1. Rate of Foreclosures: Nobody really has a clue how 2009 will compare to 2008 in terms of foreclosures because nobody fully understands how much bad debt is out there. Hopefully we will get a better sense of that as the year unfolds and I will be reporting accordingly.
2. Rate of Job Loss: There is one way in which the federal policy may directly affect the housing market and that is job loss. The first wave of foreclosures was caused by the mortgage crisis. Significant additional job loss could create a second wave since people can no longer rely on cash out refinancing to float them until they secure another job.

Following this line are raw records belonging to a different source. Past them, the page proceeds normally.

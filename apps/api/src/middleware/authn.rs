//! # 認証ミドルウェア
//!
//! `Authorization: Bearer <token>` ヘッダーからトークンを取り出し、
//! 認証済みユーザーを解決してリクエスト拡張に [`CurrentUser`] として格納する。
//!
//! トークンがない、または無効な場合は後続のハンドラを実行せずに
//! 401 Unauthorized を返す。

use std::sync::Arc;

use axum::{
    body::Body,
    extract::State,
    http::{HeaderMap, Request},
    middleware::Next,
    response::{IntoResponse, Response},
};
use axum_extra::headers::{Authorization, HeaderMapExt, authorization::Bearer};
use blog_domain::user::User;

use crate::{error::ApiError, handler::AuthState};

/// 認証済みユーザー
///
/// ハンドラは `Extension<CurrentUser>` で受け取る。
#[derive(Debug, Clone)]
pub struct CurrentUser {
    pub user:  User,
    /// 認証に使用したトークン（サインアウトで失効させる）
    pub token: String,
}

/// Bearer トークンを取り出す
fn bearer_token(headers: &HeaderMap) -> Option<String> {
    headers
        .typed_get::<Authorization<Bearer>>()
        .map(|auth| auth.token().to_string())
}

/// 認証ミドルウェア
pub async fn require_authentication(
    State(state): State<Arc<AuthState>>,
    mut request: Request<Body>,
    next: Next,
) -> Response {
    let Some(token) = bearer_token(request.headers()) else {
        return ApiError::Unauthorized("認証が必要です".to_string()).into_response();
    };

    let user = match state.usecase.authenticate(&token).await {
        Ok(user) => user,
        Err(e) => return e.into_response(),
    };

    tracing::debug!(user_id = %user.id(), "認証済みユーザーを解決しました");
    request
        .extensions_mut()
        .insert(CurrentUser { user, token });

    next.run(request).await
}
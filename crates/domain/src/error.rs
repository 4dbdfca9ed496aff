//! # ドメイン層エラー定義
//!
//! ビジネスルール違反やドメイン固有の例外状態を表現するエラー型。
//!
//! ## エラーの種類と HTTP ステータスの対応
//!
//! | エラー種別 | HTTP ステータス | 用途 |
//! |-----------|----------------|------|
//! | `Validation` | 400 Bad Request | 入力値の検証失敗 |
//! | `NotFound` | 404 Not Found | エンティティが存在しない（または所有者ではない） |
//! | `Conflict` | 409 Conflict | 一意制約の違反 |
//!
//! ## 使用例
//!
//! ```rust
//! use blog_domain::DomainError;
//!
//! fn find_article(id: i64) -> Result<(), DomainError> {
//!     Err(DomainError::NotFound {
//!         entity_type: "Article",
//!         id:          id.to_string(),
//!     })
//! }
//!
//! assert_eq!(
//!     find_article(10000).unwrap_err().to_string(),
//!     "Article が見つかりません: 10000"
//! );
//! ```

use thiserror::Error;

/// ドメイン層で発生するエラー
///
/// API 層でこのエラーを受け取り、適切な HTTP レスポンスに変換する。
#[derive(Debug, Error)]
pub enum DomainError {
    /// バリデーションエラー
    ///
    /// - 必須フィールドが未入力
    /// - 文字数制限の超過
    /// - 不正なフォーマット
    #[error("バリデーションエラー: {0}")]
    Validation(String),

    /// エンティティが見つからない
    ///
    /// 所有者スコープ付きの検索では、他ユーザーの所有するエンティティも
    /// 「存在しない」として扱う。呼び出し側は両者を区別できない。
    #[error("{entity_type} が見つかりません: {id}")]
    NotFound {
        /// エンティティの種類（"Article", "User" など）
        entity_type: &'static str,
        /// 検索に使用した識別子
        id:          String,
    },

    /// 競合エラー（一意制約違反など）
    #[error("競合が発生しました: {0}")]
    Conflict(String),
}
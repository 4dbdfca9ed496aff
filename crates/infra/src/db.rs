//! # データベース接続管理
//!
//! PostgreSQL への接続プールを作成・管理する。
//!
//! sqlx の `PgPool` を使用し、リポジトリ間で共有する。
//! マイグレーションはリポジトリルートの `migrations/` を埋め込んで適用する。

use std::time::Duration;

use sqlx::{PgPool, postgres::PgPoolOptions};

use crate::error::InfraError;

/// データベースマイグレーションを実行する
///
/// `sqlx::migrate!()` マクロで埋め込まれたマイグレーションファイルを
/// 順番に適用する。適用済みのマイグレーションはスキップされる。
pub async fn run_migrations(pool: &PgPool) -> Result<(), sqlx::migrate::MigrateError> {
    sqlx::migrate!("../../migrations").run(pool).await
}

/// PostgreSQL 接続プールを作成する
///
/// アプリケーション起動時に一度だけ呼び出し、作成したプールを
/// アプリケーション全体で共有する。
///
/// # 設定値
///
/// - `max_connections(10)`: 最大接続数
/// - `acquire_timeout(5秒)`: 接続取得のタイムアウト
///
/// # 例
///
/// ```rust,ignore
/// use blog_infra::db;
///
/// let pool = db::create_pool("postgres://localhost/blog").await?;
/// ```
pub async fn create_pool(database_url: &str) -> Result<PgPool, sqlx::Error> {
    PgPoolOptions::new()
        .max_connections(10)
        .acquire_timeout(Duration::from_secs(5))
        .connect(database_url)
        .await
}

/// データベースへの疎通を確認する
///
/// Readiness Check から呼び出される。
#[tracing::instrument(skip_all, level = "debug")]
pub async fn ping(pool: &PgPool) -> Result<(), InfraError> {
    sqlx::query("SELECT 1").execute(pool).await?;
    Ok(())
}
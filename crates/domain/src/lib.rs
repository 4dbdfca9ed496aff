//! # Blog ドメイン層
//!
//! 記事（Article）とユーザー（User）のドメインモデルを定義する。
//!
//! ## 設計方針
//!
//! - **エンティティ**: 永続化された識別子を持つオブジェクト（User, Article）
//! - **値オブジェクト**: 生成時に検証される不変オブジェクト（ArticleTitle, Email）
//! - **ドメインエラー**: ビジネスルール違反を表現するエラー型
//!
//! ## 依存関係の方向
//!
//! ```text
//! api → infra → domain
//!   ↘            ↑
//!     ──────────
//! ```
//!
//! ドメイン層はインフラ層（DB、Redis）に一切依存しない。
//!
//! ## モジュール構成
//!
//! - [`article`] - 記事エンティティと値オブジェクト
//! - [`user`] - ユーザーエンティティと値オブジェクト
//! - [`password`] - パスワード関連の値オブジェクト
//! - [`clock`] - 時刻プロバイダ
//! - [`error`] - ドメイン層エラー
//!
//! ## 使用例
//!
//! ```rust
//! # fn main() -> Result<(), Box<dyn std::error::Error>> {
//! use blog_domain::article::{ArticleBody, ArticleTitle};
//!
//! let title = ArticleTitle::new("  はじめての投稿  ")?;
//! assert_eq!(title.as_str(), "はじめての投稿");
//!
//! assert!(ArticleBody::new("").is_err());
//! # Ok(())
//! # }
//! ```

#[macro_use]
mod macros;

pub mod article;
pub mod clock;
pub mod error;
pub mod password;
pub mod user;

pub use error::DomainError;
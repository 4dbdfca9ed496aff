//! # Blog 共有ユーティリティ
//!
//! API サーバー全体で使用される共通ユーティリティを提供する。
//!
//! ## 設計方針
//!
//! - ビジネスロジックを含まない純粋なユーティリティのみを配置
//! - axum への依存を持たない（`IntoResponse` 変換はアプリ側の責務）

pub mod api_response;
pub mod error_response;
pub mod health;
pub mod observability;

pub use api_response::ApiResponse;
pub use error_response::ErrorResponse;
pub use health::{CheckStatus, HealthResponse, ReadinessResponse, ReadinessStatus};
//! # エラーレスポンス（RFC 9457 Problem Details）
//!
//! 全エンドポイントで共通のエラーレスポンス構造体を提供する。
//!
//! - `ErrorResponse` は純粋なデータ構造（`Serialize` / `Deserialize` のみ）
//! - axum の `IntoResponse` 変換はアプリ側の責務
//! - よく使うエラー種別は便利コンストラクタで提供する

use serde::{Deserialize, Serialize};

/// error_type URI のベースパス
const ERROR_TYPE_BASE: &str = "https://blog.example.com/errors";

/// エラーレスポンス（RFC 9457 Problem Details）
#[derive(Debug, Clone, PartialEq, Eq, Serialize, Deserialize)]
pub struct ErrorResponse {
    #[serde(rename = "type")]
    pub error_type: String,
    pub title:      String,
    pub status:     u16,
    pub detail:     String,
}

impl ErrorResponse {
    /// 汎用コンストラクタ
    ///
    /// `error_type_suffix` はベース URI に付加される（例: `"not-found"`）。
    pub fn new(
        error_type_suffix: &str,
        title: impl Into<String>,
        status: u16,
        detail: impl Into<String>,
    ) -> Self {
        Self {
            error_type: format!("{ERROR_TYPE_BASE}/{error_type_suffix}"),
            title: title.into(),
            status,
            detail: detail.into(),
        }
    }

    /// 400 Bad Request
    pub fn bad_request(detail: impl Into<String>) -> Self {
        Self::new("bad-request", "Bad Request", 400, detail)
    }

    /// 400 Validation Error
    pub fn validation_error(detail: impl Into<String>) -> Self {
        Self::new("validation-error", "Validation Error", 400, detail)
    }

    /// 401 Unauthorized
    pub fn unauthorized(detail: impl Into<String>) -> Self {
        Self::new("unauthorized", "Unauthorized", 401, detail)
    }

    /// 404 Not Found
    pub fn not_found(detail: impl Into<String>) -> Self {
        Self::new("not-found", "Not Found", 404, detail)
    }

    /// 409 Conflict
    pub fn conflict(detail: impl Into<String>) -> Self {
        Self::new("conflict", "Conflict", 409, detail)
    }

    /// 500 Internal Server Error
    ///
    /// detail は固定値（内部情報を漏らさないため）。
    pub fn internal_error() -> Self {
        Self::new(
            "internal-error",
            "Internal Server Error",
            500,
            "内部エラーが発生しました",
        )
    }
}
//! # Clock（時刻プロバイダ）
//!
//! ユースケース層での `Utc::now()` 直接呼び出しを置き換え、
//! テストで時刻を注入可能にするための抽象化。
//!
//! `updated_at` の更新をテストで検証できるよう、[`FixedClock`] は
//! 明示的に時刻を進められる。

use std::sync::Mutex;

use chrono::{DateTime, Duration, Utc};

/// 現在時刻を提供するトレイト
pub trait Clock: Send + Sync {
    fn now(&self) -> DateTime<Utc>;
}

/// 実際のシステム時刻を返す実装
pub struct SystemClock;

impl Clock for SystemClock {
    fn now(&self) -> DateTime<Utc> {
        Utc::now()
    }
}

/// 固定時刻を返すテスト用実装
///
/// [`advance`](FixedClock::advance) を呼ぶまで同じ時刻を返し続ける。
pub struct FixedClock {
    now: Mutex<DateTime<Utc>>,
}

impl FixedClock {
    pub fn new(now: DateTime<Utc>) -> Self {
        Self {
            now: Mutex::new(now),
        }
    }

    /// 時刻を `by` だけ進める
    pub fn advance(&self, by: Duration) {
        let mut now = self.now.lock().unwrap_or_else(|e| e.into_inner());
        *now += by;
    }
}

impl Clock for FixedClock {
    fn now(&self) -> DateTime<Utc> {
        *self.now.lock().unwrap_or_else(|e| e.into_inner())
    }
}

3. Policy on Loan Modifications: I have heard person after person say "If wallstreet gets a bailout, where's the bailout for Mainstreet." Mainstreet is getting a bailout. It's called loan modifications. The chairman of the FDIC, Sheila Bair, has been determined to get banks to be more aggressive in modifying many of the loans that have resetting mortgage payments in order to keep people in houses. Whether we personally are able to benefit from a loan modification or not, it is in nobody's interest to have banks continue to repossess properties at the rate that they have been over the last two years. Banks have been lukewarm in their response to Bair's exhortations. In fact, the trend recently has been towards a tightening of loan modification underwriting (I will be writing more on this topic in coming issues).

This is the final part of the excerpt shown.